New Antipsychotics No Better Than First Generation
> 9/16/2008 5:01:59 PM

The supposedly new and improved or “atypical” variations on popular antipsychotic drugs carried the weight of great expectations when they debuted in the 1990s. Unfortunately, a large-scale study focusing on schizophrenic adolescents and sponsored by the National Institute of Mental Health finds that the medications in this most recent line are actually no more effective than the drugs they were designed to replace. New antipsychotics like Zyprexa and Risperdal have been touted as near-revolutionary pharmaceutical approaches to conditions that can, in their most severe forms, render their victims all but unable to function in the standard capacity. Their developers once claimed that they were ultimately more effective than far older drugs like molindone (Moban) and haloperidol, but that does not now appear to be the case. 

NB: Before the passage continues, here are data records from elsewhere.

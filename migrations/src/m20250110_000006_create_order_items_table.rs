use sea_orm_migration::prelude::*;

use super::m20250110_000005_create_orders_table::Orders;

#[derive(DeriveMigrationName)]
pub struct Migration;

#[async_trait::async_trait]
impl MigrationTrait for Migration {
    async fn up(&self, manager: &SchemaManager) -> Result<(), DbErr> {
        manager
            .create_table(
                Table::create()
                    .table(OrderItems::Table)
                    .if_not_exists()
                    .col(
                        ColumnDef::new(OrderItems::ItemId)
                            .integer()
                            .not_null()
                            .auto_increment()
                            .primary_key(),
                    )
                    .col(ColumnDef::new(OrderItems::OrderId).integer().not_null())
                    .col(ColumnDef::new(OrderItems::Sku).string().not_null())
                    .col(ColumnDef::new(OrderItems::ProductName).string().not_null())
                    .col(
                        ColumnDef::new(OrderItems::Quantity)
                            .integer()
                            .not_null()
                            .default(1),
                    )
                    .col(ColumnDef::new(OrderItems::UnitPrice).decimal_len(12, 2).null())
                    .col(
                        ColumnDef::new(OrderItems::IsBundle)
                            .boolean()
                            .not_null()
                            .default(false),
                    )
                    .col(ColumnDef::new(OrderItems::ParentItemId).integer().null())
                    .col(
                        ColumnDef::new(OrderItems::Status)
                            .string()
                            .not_null()
                            .default("pending"),
                    )
                    .col(
                        ColumnDef::new(OrderItems::Priority)
                            .string()
                            .not_null()
                            .default("normal"),
                    )
                    .col(ColumnDef::new(OrderItems::CreatedAt).timestamp().not_null())
                    .col(ColumnDef::new(OrderItems::UpdatedAt).timestamp().null())
                    .foreign_key(
                        ForeignKey::create()
                            .name("fk_order_items_order_id")
                            .from(OrderItems::Table, OrderItems::OrderId)
                            .to(Orders::Table, Orders::OrderId)
                            .on_delete(ForeignKeyAction::Cascade),
                    )
                    .foreign_key(
                        ForeignKey::create()
                            .name("fk_order_items_parent_item_id")
                            .from(OrderItems::Table, OrderItems::ParentItemId)
                            .to(OrderItems::Table, OrderItems::ItemId)
                            .on_delete(ForeignKeyAction::SetNull),
                    )
                    .to_owned(),
            )
            .await
    }

    async fn down(&self, manager: &SchemaManager) -> Result<(), DbErr> {
        manager
            .drop_table(Table::drop().table(OrderItems::Table).to_owned())
            .await
    }
}

#[derive(DeriveIden)]
pub enum OrderItems {
    Table,
    ItemId,
    OrderId,
    Sku,
    ProductName,
    Quantity,
    UnitPrice,
    IsBundle,
    ParentItemId,
    Status,
    Priority,
    CreatedAt,
    UpdatedAt,
}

The study, performed at the University of North Carolina’s School of Medicine and over a four year period, tested the different drug strains on more than 100 individuals aged 8 to 19 who’d been diagnosed with early-onset schizophrenic spectrum disorders. Noting symptomatic changes and related side-effects over 8-week periods, researchers found that the atypical drugs were no more effective at relieving symptoms and that some of their most dangerous side-effects were actually more severe. 

The most significant of these effects is extreme weight gain. More than 90% of patients using atypical antipsychotics such as Zyprexa report consistent periods of weight gain that can increase one’s body mass by as much as 50% in a matter of months. The problem was so prevalent in this study that UNC researchers stopped recruiting subjects for the Zyprexa group for fear of causing long-term health problems. The equation is very simple, with appetite-inducing enzymes and blood glucose levels rising as more serious conditions requiring higher doses lead to even greater weight gain due to fat deposits caused by the presence of excessive sugar in the blood. 

Major health problems stem from this rapid change in body mass. Diabetes, high blood pressure and heart disease are but three of the deadly and inevitable products of obesity, especially given the tendency toward sedentary lifestyles and addictive behaviors displayed by so many schizophrenic individuals. Smoking rates, for example, are far higher among the affected population, and some researchers assert that the so-called calming effects of tobacco reduce the cognitive dysfunction common to all schizophrenic individuals. Unfortunately, such habits only complicate the pre-existing risks posed by both the condition itself and the medicines used to treat it. 

So the atypical drugs do not, in fact, counteract weight gain at all. All antipsychotics have been known to lead to increased body mass over time, but study subjects who switched from Zyprexa to Molindone gained weight at considerably reduced rates. The new drugs do, however, present milder versions of some of the first generation’s less serious side-effects including restlessness, muscle cramps and involuntary contortions. For the parents of schizophrenic children, especially those unreceptive to most related drugs, this news will surely come as a disappointment as each new generation of antipsychotics promises to be more effective than the last. The new drugs will continue to be marketed as better medicines, but this study establishes the fact that most schizophrenic or schizoaffective children and adolescents should initially receive the earlier drugs as a first line of defense. The keys to schizophrenia treatment, say the current study’s authors, are early diagnosis and the development of more effective medications. The fact that new generation drugs just don’t deliver on their claims only makes ongoing pharmaceutical research that much more important.